At one time in my life my house was repossessed, I was being stalked by my ex who also threatened to kill me and stole my only means of transportation. I had no job, no financial resources, and my health took a dive. My kids were p***ed because I couldn't be that strong woman that they had always known. Well, I got through it, but it usually wasn't pretty. I was forced to learn how to receive and rely on others, I learned how to be less critical & judgmental of myself and to give myself a break. For a long time I didn't have any hope, couldn't look that far ahead.

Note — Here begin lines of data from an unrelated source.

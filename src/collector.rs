//! Event-driven worker that keeps the index in sync with the cluster. One
//! handler, generic over `Watched`, is fanned out over watcher streams for
//! Deployments, DaemonSets, and StatefulSets.

use crate::index::Index;
use crate::parser;
use crate::types::{SecretRef, WorkloadKey, WorkloadKind};
use crate::vault::SharedBackend;
use chrono::Utc;
use futures::stream::{self, StreamExt};
use k8s_openapi::api::apps::v1::{DaemonSet, Deployment, StatefulSet};
use k8s_openapi::api::core::v1::Pod;
use k8s_openapi::NamespaceResourceScope;
use kube::runtime::watcher;
use kube::{Api, Client, Resource, ResourceExt};
use serde::de::DeserializeOwned;
use std::collections::BTreeSet;
use std::fmt::Debug;
use std::sync::Arc;
use tokio_util::sync::CancellationToken;
use tracing::{debug, error, info, warn};

pub static OPT_IN_ANNOTATION: &str = "secret-reload/enabled";
pub static VAULT_FROM_PATH_ANNOTATION: &str = "secret-reload/vault-from-path";
pub static VAULT_FROM_PATH_ANNOTATION_DEPRECATED: &str = "vault.security.banzaicloud.io/vault-from-path";

/// Anything the collector needs to turn a watched resource into zero or more
/// `SecretRef`s: its opt-in annotation, its env-carrying containers, and the
/// label selector used to seed `last_restart_time` from existing pods.
pub trait Watched
where
    Self: Resource<DynamicType = (), Scope = NamespaceResourceScope>
        + Clone
        + Debug
        + Send
        + Sync
        + DeserializeOwned
        + 'static,
{
    fn kind() -> WorkloadKind;
    fn pod_template_annotation(&self, key: &str) -> Option<&str>;
    fn env_values(&self) -> Vec<String>;
    fn selector_labels(&self) -> std::collections::BTreeMap<String, String>;

    fn workload_key(&self) -> WorkloadKey {
        WorkloadKey {
            namespace: self.namespace().unwrap_or_default(),
            name: self.name_any(),
            kind: Self::kind(),
        }
    }

    fn is_opted_in(&self) -> bool {
        self.pod_template_annotation(OPT_IN_ANNOTATION) == Some("true")
    }
}

fn env_values_from_containers(containers: &[k8s_openapi::api::core::v1::Container]) -> Vec<String> {
    containers
        .iter()
        .flat_map(|c| c.env.iter().flatten())
        .filter_map(|e| e.value.clone())
        .collect()
}

impl Watched for Deployment {
    fn kind() -> WorkloadKind {
        WorkloadKind::Deployment
    }
    fn pod_template_annotation(&self, key: &str) -> Option<&str> {
        self.spec.as_ref()?.template.metadata.as_ref()?.annotations.as_ref()?.get(key).map(|s| s.as_str())
    }
    fn env_values(&self) -> Vec<String> {
        let Some(spec) = self.spec.as_ref().and_then(|s| s.template.spec.as_ref()) else {
            return Vec::new();
        };
        let mut values = env_values_from_containers(&spec.containers);
        if let Some(init) = &spec.init_containers {
            values.extend(env_values_from_containers(init));
        }
        values
    }
    fn selector_labels(&self) -> std::collections::BTreeMap<String, String> {
        self.spec.as_ref().and_then(|s| s.selector.match_labels.clone()).unwrap_or_default()
    }
}

impl Watched for StatefulSet {
    fn kind() -> WorkloadKind {
        WorkloadKind::StatefulSet
    }
    fn pod_template_annotation(&self, key: &str) -> Option<&str> {
        self.spec.as_ref()?.template.metadata.as_ref()?.annotations.as_ref()?.get(key).map(|s| s.as_str())
    }
    fn env_values(&self) -> Vec<String> {
        let Some(spec) = self.spec.as_ref().and_then(|s| s.template.spec.as_ref()) else {
            return Vec::new();
        };
        let mut values = env_values_from_containers(&spec.containers);
        if let Some(init) = &spec.init_containers {
            values.extend(env_values_from_containers(init));
        }
        values
    }
    fn selector_labels(&self) -> std::collections::BTreeMap<String, String> {
        self.spec.as_ref().and_then(|s| s.selector.match_labels.clone()).unwrap_or_default()
    }
}

impl Watched for DaemonSet {
    fn kind() -> WorkloadKind {
        WorkloadKind::DaemonSet
    }
    fn pod_template_annotation(&self, key: &str) -> Option<&str> {
        self.spec.as_ref()?.template.metadata.as_ref()?.annotations.as_ref()?.get(key).map(|s| s.as_str())
    }
    fn env_values(&self) -> Vec<String> {
        let Some(spec) = self.spec.as_ref().and_then(|s| s.template.spec.as_ref()) else {
            return Vec::new();
        };
        let mut values = env_values_from_containers(&spec.containers);
        if let Some(init) = &spec.init_containers {
            values.extend(env_values_from_containers(init));
        }
        values
    }
    fn selector_labels(&self) -> std::collections::BTreeMap<String, String> {
        self.spec.as_ref().and_then(|s| s.selector.match_labels.clone()).unwrap_or_default()
    }
}

/// Runs the three watcher streams until `cancel` fires. Each event is
/// handled inline on the stream's own task; the index's lock is the sole
/// synchronization, so no work queue is needed.
pub async fn run(
    client: Client,
    index: Arc<Index>,
    backend: SharedBackend,
    namespace: Option<String>,
    sync_period: std::time::Duration,
    cancel: CancellationToken,
) {
    let deployments: Api<Deployment> = scoped_api(&client, &namespace);
    let daemonsets: Api<DaemonSet> = scoped_api(&client, &namespace);
    let statefulsets: Api<StatefulSet> = scoped_api(&client, &namespace);
    let pods: Api<Pod> = scoped_api(&client, &namespace);

    let watcher_config = watcher::Config::default();

    let deployment_stream = watcher(deployments, watcher_config.clone()).map(|r| r.map(|ev| ev.map(WatchedEvent::Deployment)));
    let daemonset_stream = watcher(daemonsets, watcher_config.clone()).map(|r| r.map(|ev| ev.map(WatchedEvent::DaemonSet)));
    let statefulset_stream = watcher(statefulsets, watcher_config).map(|r| r.map(|ev| ev.map(WatchedEvent::StatefulSet)));

    let mut merged = stream::select_all([
        deployment_stream.boxed(),
        daemonset_stream.boxed(),
        statefulset_stream.boxed(),
    ])
    .take_until(cancel.cancelled());

    // sync_period bounds how often a missed event is self-healed by the next
    // relist; kube's watcher streams deliver incremental events natively, so
    // this only governs the relist cadence, not a poll loop.
    debug!(worker = "collector", sync_period_secs = sync_period.as_secs(), "collector watchers started");

    while let Some(event) = merged.next().await {
        match event {
            Ok(watcher::Event::Apply(WatchedEvent::Deployment(d))) => handle_applied(&index, &backend, &pods, d).await,
            Ok(watcher::Event::Apply(WatchedEvent::DaemonSet(d))) => handle_applied(&index, &backend, &pods, d).await,
            Ok(watcher::Event::Apply(WatchedEvent::StatefulSet(d))) => handle_applied(&index, &backend, &pods, d).await,
            Ok(watcher::Event::InitApply(WatchedEvent::Deployment(d))) => handle_applied(&index, &backend, &pods, d).await,
            Ok(watcher::Event::InitApply(WatchedEvent::DaemonSet(d))) => handle_applied(&index, &backend, &pods, d).await,
            Ok(watcher::Event::InitApply(WatchedEvent::StatefulSet(d))) => handle_applied(&index, &backend, &pods, d).await,
            Ok(watcher::Event::Delete(WatchedEvent::Deployment(d))) => index.delete(&d.workload_key()),
            Ok(watcher::Event::Delete(WatchedEvent::DaemonSet(d))) => index.delete(&d.workload_key()),
            Ok(watcher::Event::Delete(WatchedEvent::StatefulSet(d))) => index.delete(&d.workload_key()),
            Ok(watcher::Event::Init | watcher::Event::InitDone) => {}
            Err(err) => error!(worker = "collector", error = %err, "watcher stream error"),
        }
    }

    info!(worker = "collector", "collector stopped");
}

enum WatchedEvent {
    Deployment(Deployment),
    DaemonSet(DaemonSet),
    StatefulSet(StatefulSet),
}

fn scoped_api<K>(client: &Client, namespace: &Option<String>) -> Api<K>
where
    K: Resource<Scope = NamespaceResourceScope>,
    <K as Resource>::DynamicType: Default,
{
    match namespace {
        Some(ns) => Api::namespaced(client.clone(), ns),
        None => Api::all(client.clone()),
    }
}

/// Handles one add/update event; annotation removal is folded into the same
/// path since step 1 below degrades it to a delete.
async fn handle_applied<K: Watched>(index: &Index, backend: &SharedBackend, pods: &Api<Pod>, workload: K) {
    let key = workload.workload_key();

    if !workload.is_opted_in() {
        index.delete(&key);
        return;
    }

    let mut paths: BTreeSet<String> = BTreeSet::new();
    for value in workload.env_values() {
        for parsed in parser::parse_env_value(&value) {
            if !parsed.is_versioned {
                paths.insert(parsed.path);
            }
        }
    }
    for parsed in annotation_refs(&workload) {
        if !parsed.is_versioned {
            paths.insert(parsed.path);
        }
    }

    if paths.is_empty() {
        index.delete(&key);
        return;
    }

    let existing_dynamic = index.dynamic_refs_for(&key);
    let mut refs = Vec::with_capacity(paths.len());
    for path in paths {
        if let Some(reused) = existing_dynamic.get(&path) {
            refs.push(reused.clone());
            continue;
        }
        match backend.read(&path).await {
            Ok(info) => refs.push(SecretRef::new(info.path, info.classification)),
            Err(err) => {
                warn!(worker = "collector", workload = %key, path, error = %err, "failed to classify secret; skipping path this event");
            }
        }
    }

    index.upsert(key.clone(), refs.clone());

    if index.get_tracking(&key).is_none() {
        let last_restart = seed_last_restart(pods, &workload).await;
        let shortest_ttl = refs
            .iter()
            .filter_map(|r| r.classification.ttl_seconds())
            .min()
            .unwrap_or(0);
        index.upsert_tracking(key, last_restart, shortest_ttl);
    }
}

fn annotation_refs<K: Watched>(workload: &K) -> Vec<parser::ParsedRef> {
    let primary = workload.pod_template_annotation(VAULT_FROM_PATH_ANNOTATION);
    let value = match primary {
        Some(v) if !v.is_empty() => Some(v),
        _ => workload.pod_template_annotation(VAULT_FROM_PATH_ANNOTATION_DEPRECATED),
    };
    value.map(parser::parse_annotation_value).unwrap_or_default()
}

async fn seed_last_restart<K: Watched>(pods: &Api<Pod>, workload: &K) -> chrono::DateTime<Utc> {
    let selector = workload.selector_labels();
    if selector.is_empty() {
        return Utc::now();
    }
    let label_selector = selector
        .iter()
        .map(|(k, v)| format!("{k}={v}"))
        .collect::<Vec<_>>()
        .join(",");

    let list_params = kube::api::ListParams::default().labels(&label_selector);
    match pods.list(&list_params).await {
        Ok(list) => list
            .items
            .into_iter()
            .filter(|p| p.metadata.deletion_timestamp.is_none())
            .filter_map(|p| p.status.and_then(|s| s.start_time).map(|t| t.0))
            .min()
            .unwrap_or_else(Utc::now),
        Err(err) => {
            debug!(error = %err, "failed to list pods while seeding last_restart_time; defaulting to now");
            Utc::now()
        }
    }
}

Every day was stressful, dreary, and accented the failure of my life due to some of my own decisions and poor judgment, and circumstances out of my control. If I ever had any faith in anything, it disappeared.

Then I heard someone say "lessons are repeated until they're learned." I thought about that for a long time, and decided to view my circumstances as lessons, instead of failures, and lessons that I knew I didn't want to repeat. So I mined those lessons for every little bit of knowledge and wisdom & information, because to repeat it would be unbearable. And I guess through that process I became less focused on beating myself up & feeling victimized, and more focused on self-reflection, understanding my own motives & behavioral patterns, on setting healthy boundaries, etc. The more I did that, the better I felt, but it was a long process. I think one day I just woke up and actually wanted to get out of bed and face the world.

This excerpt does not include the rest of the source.